● **Extracted data**:
□ □ □ □ □

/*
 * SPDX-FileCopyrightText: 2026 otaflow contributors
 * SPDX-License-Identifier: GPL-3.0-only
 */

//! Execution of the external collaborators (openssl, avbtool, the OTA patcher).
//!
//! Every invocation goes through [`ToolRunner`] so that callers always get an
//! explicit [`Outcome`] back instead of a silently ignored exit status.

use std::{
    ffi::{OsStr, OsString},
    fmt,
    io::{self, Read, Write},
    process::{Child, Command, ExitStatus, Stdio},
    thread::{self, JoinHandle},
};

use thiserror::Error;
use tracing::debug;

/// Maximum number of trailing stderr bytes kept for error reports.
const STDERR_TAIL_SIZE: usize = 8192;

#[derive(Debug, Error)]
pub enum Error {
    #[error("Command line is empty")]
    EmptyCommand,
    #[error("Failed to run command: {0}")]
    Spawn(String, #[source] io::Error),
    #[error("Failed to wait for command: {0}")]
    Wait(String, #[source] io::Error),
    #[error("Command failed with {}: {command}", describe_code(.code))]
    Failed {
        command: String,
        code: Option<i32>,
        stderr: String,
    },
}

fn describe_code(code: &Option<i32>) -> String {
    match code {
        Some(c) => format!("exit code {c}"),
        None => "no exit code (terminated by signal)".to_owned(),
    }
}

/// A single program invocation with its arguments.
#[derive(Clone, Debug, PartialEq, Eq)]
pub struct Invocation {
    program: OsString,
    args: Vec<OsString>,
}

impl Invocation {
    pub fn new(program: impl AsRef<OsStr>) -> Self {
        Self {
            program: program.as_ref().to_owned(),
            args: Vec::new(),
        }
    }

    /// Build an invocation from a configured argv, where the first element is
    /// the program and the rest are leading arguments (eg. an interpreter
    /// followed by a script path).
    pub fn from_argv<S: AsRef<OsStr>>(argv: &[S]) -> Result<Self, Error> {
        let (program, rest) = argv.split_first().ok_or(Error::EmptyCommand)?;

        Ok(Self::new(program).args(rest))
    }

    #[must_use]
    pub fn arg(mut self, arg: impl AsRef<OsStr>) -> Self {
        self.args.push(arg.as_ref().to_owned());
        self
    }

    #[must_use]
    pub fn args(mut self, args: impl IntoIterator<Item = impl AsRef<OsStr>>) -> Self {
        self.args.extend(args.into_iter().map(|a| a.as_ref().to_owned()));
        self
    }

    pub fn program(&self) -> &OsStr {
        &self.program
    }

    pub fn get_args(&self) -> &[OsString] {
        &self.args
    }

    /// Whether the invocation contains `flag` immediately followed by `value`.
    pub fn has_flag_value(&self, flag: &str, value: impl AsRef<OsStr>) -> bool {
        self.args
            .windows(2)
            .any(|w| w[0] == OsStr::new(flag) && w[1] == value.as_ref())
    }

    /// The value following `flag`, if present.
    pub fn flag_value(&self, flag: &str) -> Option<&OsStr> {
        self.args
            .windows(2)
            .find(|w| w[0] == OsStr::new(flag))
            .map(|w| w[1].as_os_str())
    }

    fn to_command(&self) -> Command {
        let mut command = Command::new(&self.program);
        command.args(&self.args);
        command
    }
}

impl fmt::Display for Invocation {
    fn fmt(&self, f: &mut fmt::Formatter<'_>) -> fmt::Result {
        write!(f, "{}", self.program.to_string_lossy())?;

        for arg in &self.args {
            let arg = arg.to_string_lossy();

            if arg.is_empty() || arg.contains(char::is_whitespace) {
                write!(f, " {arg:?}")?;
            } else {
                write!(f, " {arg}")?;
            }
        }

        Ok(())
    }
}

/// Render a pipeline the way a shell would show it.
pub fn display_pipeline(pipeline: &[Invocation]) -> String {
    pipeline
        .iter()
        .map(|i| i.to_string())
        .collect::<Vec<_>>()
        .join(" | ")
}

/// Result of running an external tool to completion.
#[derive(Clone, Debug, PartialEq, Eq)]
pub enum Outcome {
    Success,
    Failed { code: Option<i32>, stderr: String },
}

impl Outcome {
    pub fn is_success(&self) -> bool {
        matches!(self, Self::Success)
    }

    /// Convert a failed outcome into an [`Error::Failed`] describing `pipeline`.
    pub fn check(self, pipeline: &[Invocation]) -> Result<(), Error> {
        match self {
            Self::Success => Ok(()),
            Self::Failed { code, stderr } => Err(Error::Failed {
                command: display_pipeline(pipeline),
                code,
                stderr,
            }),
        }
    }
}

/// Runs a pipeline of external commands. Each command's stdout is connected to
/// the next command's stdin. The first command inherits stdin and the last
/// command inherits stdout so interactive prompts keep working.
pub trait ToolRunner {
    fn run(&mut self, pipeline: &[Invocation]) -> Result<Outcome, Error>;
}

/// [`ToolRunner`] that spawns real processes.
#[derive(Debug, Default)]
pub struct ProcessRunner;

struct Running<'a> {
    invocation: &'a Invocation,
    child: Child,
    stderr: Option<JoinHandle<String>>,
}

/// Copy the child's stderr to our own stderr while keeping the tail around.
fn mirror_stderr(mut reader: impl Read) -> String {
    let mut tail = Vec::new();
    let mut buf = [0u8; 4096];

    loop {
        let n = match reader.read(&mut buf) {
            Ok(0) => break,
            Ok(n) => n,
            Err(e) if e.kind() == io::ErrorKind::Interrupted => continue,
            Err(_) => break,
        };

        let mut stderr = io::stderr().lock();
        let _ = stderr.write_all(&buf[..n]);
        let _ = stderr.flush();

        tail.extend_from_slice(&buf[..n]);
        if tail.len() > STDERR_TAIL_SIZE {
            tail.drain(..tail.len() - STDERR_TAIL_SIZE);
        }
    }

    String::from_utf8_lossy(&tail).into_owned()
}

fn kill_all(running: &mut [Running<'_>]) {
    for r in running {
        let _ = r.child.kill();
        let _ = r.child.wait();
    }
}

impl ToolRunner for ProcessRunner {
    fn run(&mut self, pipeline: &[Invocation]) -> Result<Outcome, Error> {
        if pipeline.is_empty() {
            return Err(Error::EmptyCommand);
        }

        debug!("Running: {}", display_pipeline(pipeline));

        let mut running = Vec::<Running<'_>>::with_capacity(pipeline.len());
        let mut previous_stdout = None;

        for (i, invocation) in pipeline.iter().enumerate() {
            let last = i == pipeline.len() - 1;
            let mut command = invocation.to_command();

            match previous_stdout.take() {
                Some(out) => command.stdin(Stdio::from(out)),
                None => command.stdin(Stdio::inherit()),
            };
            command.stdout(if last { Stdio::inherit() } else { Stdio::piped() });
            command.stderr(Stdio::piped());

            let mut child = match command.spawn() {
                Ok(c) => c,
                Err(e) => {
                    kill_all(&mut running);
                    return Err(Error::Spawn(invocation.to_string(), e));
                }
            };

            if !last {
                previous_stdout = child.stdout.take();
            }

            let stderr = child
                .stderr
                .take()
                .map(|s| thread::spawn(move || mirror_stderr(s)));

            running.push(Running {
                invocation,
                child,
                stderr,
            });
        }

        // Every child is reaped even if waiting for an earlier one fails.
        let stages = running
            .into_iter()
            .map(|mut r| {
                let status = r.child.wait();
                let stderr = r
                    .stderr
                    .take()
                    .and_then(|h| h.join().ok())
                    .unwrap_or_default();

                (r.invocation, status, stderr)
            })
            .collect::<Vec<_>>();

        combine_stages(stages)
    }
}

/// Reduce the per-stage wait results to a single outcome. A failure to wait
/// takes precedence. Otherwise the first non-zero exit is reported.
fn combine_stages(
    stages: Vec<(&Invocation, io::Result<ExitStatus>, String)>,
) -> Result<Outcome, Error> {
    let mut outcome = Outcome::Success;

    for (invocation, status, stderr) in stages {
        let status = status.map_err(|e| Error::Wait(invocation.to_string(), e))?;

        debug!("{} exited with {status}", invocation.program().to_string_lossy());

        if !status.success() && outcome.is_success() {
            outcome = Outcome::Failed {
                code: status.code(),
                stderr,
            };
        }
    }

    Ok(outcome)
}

□ □ □ □ □

Copy nothing beyond the line containing "pub fn arg(mut". Transcribe exactly from the first line of the entries down to that line, inclusive.

/*
 * SPDX-FileCopyrightText: 2026 otaflow contributors
 * SPDX-License-Identifier: GPL-3.0-only
 */

//! Execution of the external collaborators (openssl, avbtool, the OTA patcher).
//!
//! Every invocation goes through [`ToolRunner`] so that callers always get an
//! explicit [`Outcome`] back instead of a silently ignored exit status.

use std::{
    ffi::{OsStr, OsString},
    fmt,
    io::{self, Read, Write},
    process::{Child, Command, ExitStatus, Stdio},
    thread::{self, JoinHandle},
};

use thiserror::Error;
use tracing::debug;

/// Maximum number of trailing stderr bytes kept for error reports.
const STDERR_TAIL_SIZE: usize = 8192;

#[derive(Debug, Error)]
pub enum Error {
    #[error("Command line is empty")]
    EmptyCommand,
    #[error("Failed to run command: {0}")]
    Spawn(String, #[source] io::Error),
    #[error("Failed to wait for command: {0}")]
    Wait(String, #[source] io::Error),
    #[error("Command failed with {}: {command}", describe_code(.code))]
    Failed {
        command: String,
        code: Option<i32>,
        stderr: String,
    },
}

fn describe_code(code: &Option<i32>) -> String {
    match code {
        Some(c) => format!("exit code {c}"),
        None => "no exit code (terminated by signal)".to_owned(),
    }
}

/// A single program invocation with its arguments.
#[derive(Clone, Debug, PartialEq, Eq)]
pub struct Invocation {
    program: OsString,
    args: Vec<OsString>,
}

impl Invocation {
    pub fn new(program: impl AsRef<OsStr>) -> Self {
        Self {
            program: program.as_ref().to_owned(),
            args: Vec::new(),
        }
    }

    /// Build an invocation from a configured argv, where the first element is
    /// the program and the rest are leading arguments (eg. an interpreter
    /// followed by a script path).
    pub fn from_argv<S: AsRef<OsStr>>(argv: &[S]) -> Result<Self, Error> {
        let (program, rest) = argv.split_first().ok_or(Error::EmptyCommand)?;

        Ok(Self::new(program).args(rest))
    }

    #[must_use]
    pub fn arg(mut self, arg: impl AsRef<OsStr>) -> Self {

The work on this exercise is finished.